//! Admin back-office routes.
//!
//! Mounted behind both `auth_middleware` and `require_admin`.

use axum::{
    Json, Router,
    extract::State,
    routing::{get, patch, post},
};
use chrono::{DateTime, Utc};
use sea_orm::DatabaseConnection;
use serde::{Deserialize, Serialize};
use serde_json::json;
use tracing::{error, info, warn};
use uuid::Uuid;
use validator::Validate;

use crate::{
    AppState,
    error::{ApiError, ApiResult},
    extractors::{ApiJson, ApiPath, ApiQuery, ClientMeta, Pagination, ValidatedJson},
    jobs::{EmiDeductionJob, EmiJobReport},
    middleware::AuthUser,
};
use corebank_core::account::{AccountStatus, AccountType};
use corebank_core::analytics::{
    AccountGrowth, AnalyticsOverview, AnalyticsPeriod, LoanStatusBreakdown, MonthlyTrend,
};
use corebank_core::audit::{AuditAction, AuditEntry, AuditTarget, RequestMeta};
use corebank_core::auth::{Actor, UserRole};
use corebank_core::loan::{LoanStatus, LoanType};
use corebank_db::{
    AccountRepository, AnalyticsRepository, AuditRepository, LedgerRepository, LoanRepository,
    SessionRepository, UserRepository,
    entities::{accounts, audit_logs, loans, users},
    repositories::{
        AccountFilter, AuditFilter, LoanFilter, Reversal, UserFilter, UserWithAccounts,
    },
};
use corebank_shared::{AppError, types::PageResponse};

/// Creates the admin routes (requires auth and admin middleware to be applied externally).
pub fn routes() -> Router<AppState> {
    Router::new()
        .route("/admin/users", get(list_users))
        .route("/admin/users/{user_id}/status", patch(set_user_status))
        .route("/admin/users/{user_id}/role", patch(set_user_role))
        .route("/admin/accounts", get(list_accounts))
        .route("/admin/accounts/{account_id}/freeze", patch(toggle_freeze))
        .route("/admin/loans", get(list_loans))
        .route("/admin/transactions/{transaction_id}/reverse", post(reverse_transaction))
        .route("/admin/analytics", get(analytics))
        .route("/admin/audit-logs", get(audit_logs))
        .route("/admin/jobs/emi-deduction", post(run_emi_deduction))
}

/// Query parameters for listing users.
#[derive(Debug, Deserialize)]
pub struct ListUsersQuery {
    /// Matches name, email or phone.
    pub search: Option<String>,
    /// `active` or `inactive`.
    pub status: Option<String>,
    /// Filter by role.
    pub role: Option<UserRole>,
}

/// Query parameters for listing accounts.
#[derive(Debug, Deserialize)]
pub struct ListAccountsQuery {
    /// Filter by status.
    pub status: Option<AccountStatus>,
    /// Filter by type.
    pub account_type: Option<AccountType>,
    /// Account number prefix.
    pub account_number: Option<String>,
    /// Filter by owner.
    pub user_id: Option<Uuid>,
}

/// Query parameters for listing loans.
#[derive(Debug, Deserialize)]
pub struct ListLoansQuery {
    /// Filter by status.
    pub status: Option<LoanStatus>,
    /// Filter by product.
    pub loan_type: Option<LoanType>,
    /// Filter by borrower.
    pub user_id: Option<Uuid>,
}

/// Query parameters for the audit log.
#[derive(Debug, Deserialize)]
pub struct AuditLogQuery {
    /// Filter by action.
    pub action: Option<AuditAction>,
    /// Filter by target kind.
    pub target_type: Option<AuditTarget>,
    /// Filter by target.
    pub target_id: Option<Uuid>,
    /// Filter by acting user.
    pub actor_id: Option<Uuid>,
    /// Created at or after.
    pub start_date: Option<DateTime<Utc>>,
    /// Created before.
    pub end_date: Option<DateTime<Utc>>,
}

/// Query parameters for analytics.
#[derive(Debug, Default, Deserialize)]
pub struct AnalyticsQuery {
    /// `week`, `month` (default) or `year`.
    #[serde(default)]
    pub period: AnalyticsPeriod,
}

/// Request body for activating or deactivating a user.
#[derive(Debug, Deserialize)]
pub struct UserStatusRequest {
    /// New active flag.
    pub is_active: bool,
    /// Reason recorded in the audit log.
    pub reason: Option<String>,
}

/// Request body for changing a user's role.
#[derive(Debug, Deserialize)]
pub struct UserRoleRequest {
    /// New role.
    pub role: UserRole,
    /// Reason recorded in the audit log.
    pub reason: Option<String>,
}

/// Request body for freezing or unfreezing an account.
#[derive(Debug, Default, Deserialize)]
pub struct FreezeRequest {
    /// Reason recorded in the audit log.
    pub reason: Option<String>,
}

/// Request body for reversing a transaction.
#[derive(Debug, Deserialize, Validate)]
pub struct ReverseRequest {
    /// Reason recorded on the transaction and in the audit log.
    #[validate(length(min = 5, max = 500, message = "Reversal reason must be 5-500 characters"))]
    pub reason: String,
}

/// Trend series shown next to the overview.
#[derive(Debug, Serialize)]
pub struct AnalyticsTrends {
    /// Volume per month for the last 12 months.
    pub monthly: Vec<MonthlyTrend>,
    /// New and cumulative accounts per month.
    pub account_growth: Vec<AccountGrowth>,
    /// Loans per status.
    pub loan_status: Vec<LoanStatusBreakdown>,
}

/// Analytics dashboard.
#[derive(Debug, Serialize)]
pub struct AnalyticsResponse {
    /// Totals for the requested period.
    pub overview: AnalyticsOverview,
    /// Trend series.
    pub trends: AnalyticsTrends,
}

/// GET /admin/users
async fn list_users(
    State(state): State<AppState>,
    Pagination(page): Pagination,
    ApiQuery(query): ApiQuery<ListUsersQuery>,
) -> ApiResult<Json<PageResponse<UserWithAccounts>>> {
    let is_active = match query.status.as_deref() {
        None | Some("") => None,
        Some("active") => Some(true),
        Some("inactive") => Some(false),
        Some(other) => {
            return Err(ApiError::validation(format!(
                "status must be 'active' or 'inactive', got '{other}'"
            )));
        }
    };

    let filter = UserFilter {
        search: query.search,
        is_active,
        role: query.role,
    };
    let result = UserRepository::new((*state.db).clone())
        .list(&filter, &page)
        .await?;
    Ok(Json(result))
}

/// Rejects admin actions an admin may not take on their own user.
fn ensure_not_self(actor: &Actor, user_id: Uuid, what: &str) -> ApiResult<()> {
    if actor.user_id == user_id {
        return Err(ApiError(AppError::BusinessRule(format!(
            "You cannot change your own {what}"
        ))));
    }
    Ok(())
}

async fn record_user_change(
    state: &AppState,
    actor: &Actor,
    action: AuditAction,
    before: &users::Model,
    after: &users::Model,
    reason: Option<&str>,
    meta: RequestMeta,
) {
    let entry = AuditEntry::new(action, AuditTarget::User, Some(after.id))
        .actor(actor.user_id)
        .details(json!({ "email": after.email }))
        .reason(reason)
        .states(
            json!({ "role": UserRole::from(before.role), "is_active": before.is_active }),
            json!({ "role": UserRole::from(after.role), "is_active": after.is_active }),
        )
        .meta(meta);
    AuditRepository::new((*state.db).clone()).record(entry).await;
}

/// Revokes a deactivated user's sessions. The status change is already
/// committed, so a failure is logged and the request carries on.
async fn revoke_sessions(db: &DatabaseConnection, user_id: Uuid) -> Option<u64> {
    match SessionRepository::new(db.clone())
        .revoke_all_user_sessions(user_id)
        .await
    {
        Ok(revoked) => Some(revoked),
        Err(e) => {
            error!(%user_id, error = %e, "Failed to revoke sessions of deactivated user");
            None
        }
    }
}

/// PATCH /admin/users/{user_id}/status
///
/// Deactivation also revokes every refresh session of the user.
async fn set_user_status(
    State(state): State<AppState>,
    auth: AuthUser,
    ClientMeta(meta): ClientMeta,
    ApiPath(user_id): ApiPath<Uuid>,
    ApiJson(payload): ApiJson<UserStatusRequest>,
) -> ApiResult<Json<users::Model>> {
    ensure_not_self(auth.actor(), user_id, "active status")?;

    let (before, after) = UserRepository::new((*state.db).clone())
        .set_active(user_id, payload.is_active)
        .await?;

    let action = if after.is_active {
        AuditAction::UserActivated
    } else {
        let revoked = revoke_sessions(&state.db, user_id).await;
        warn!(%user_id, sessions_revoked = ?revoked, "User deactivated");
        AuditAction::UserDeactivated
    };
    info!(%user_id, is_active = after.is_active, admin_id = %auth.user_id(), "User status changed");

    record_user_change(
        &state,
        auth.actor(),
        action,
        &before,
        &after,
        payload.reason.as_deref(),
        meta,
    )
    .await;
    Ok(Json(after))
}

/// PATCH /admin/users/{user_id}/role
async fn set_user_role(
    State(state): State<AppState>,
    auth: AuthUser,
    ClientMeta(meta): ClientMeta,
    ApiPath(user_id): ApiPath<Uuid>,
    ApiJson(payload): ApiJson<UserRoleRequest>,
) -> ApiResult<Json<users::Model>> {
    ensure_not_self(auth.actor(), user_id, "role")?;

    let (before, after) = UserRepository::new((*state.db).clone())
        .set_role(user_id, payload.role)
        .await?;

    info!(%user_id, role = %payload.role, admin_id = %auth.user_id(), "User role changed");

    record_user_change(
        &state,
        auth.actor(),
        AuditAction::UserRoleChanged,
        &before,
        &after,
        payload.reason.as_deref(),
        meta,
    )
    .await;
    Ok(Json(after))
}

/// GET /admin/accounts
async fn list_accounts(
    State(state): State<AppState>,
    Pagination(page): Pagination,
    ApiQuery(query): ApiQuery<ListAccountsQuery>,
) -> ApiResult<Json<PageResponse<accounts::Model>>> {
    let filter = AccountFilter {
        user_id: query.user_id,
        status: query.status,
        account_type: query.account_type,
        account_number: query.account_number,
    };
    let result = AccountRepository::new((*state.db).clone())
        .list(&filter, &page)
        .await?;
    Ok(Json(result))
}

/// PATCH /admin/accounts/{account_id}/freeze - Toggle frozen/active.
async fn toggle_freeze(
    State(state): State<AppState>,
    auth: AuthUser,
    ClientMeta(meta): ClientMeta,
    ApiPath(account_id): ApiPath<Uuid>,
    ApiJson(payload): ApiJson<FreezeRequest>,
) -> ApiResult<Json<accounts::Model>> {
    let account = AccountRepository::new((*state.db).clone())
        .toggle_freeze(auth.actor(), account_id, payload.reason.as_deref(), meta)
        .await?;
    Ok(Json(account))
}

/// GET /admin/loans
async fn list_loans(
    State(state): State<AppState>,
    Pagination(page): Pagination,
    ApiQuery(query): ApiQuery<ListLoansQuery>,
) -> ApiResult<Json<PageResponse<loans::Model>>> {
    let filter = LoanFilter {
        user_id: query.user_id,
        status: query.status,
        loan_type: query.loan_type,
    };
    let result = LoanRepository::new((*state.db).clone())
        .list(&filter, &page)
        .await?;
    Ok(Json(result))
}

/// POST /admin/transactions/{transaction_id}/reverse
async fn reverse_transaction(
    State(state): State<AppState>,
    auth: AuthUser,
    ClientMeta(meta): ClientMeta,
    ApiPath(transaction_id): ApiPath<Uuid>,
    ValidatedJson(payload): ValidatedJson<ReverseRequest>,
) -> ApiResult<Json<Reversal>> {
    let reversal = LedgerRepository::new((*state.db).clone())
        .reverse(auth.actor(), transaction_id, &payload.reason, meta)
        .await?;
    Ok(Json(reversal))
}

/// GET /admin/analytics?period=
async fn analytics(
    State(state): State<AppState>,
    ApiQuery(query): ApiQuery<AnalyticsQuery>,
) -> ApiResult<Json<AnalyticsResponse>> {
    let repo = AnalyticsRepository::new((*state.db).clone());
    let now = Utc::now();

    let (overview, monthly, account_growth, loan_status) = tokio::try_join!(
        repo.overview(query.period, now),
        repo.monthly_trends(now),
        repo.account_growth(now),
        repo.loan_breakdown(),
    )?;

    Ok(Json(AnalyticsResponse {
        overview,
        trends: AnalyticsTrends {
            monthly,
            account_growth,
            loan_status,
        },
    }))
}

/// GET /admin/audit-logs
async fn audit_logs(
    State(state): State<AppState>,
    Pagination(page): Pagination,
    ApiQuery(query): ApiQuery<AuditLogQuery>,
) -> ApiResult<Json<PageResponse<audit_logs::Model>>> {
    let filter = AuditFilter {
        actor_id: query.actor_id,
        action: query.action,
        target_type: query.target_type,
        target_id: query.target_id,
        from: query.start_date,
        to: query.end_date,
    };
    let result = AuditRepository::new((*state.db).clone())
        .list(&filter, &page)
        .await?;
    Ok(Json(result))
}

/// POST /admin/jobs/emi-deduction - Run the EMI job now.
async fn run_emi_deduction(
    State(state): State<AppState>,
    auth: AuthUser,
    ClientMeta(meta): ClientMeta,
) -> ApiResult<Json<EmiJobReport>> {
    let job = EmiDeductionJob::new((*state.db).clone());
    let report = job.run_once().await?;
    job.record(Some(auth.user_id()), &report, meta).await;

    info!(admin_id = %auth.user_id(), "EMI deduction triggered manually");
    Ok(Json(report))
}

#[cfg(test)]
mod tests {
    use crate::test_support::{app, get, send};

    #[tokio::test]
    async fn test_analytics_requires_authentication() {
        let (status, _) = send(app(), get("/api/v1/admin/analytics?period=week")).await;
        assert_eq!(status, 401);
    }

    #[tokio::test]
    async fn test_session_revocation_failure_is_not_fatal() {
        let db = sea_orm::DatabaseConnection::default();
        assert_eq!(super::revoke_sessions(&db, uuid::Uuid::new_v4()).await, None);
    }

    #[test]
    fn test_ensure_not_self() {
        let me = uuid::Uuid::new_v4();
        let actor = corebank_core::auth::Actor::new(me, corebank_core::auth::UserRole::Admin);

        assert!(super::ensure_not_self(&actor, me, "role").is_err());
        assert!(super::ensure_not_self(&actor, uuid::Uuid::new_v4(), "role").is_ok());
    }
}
********************
**TASK REQUIREMENTS:** Search the records above for "AnalyticsRepository". Copy each line where it is found.

**RESPONSE BELOW:**
    AccountRepository, AnalyticsRepository, AuditRepository, LedgerRepository, LoanRepository,
    let repo = AnalyticsRepository::new((*state.db).clone());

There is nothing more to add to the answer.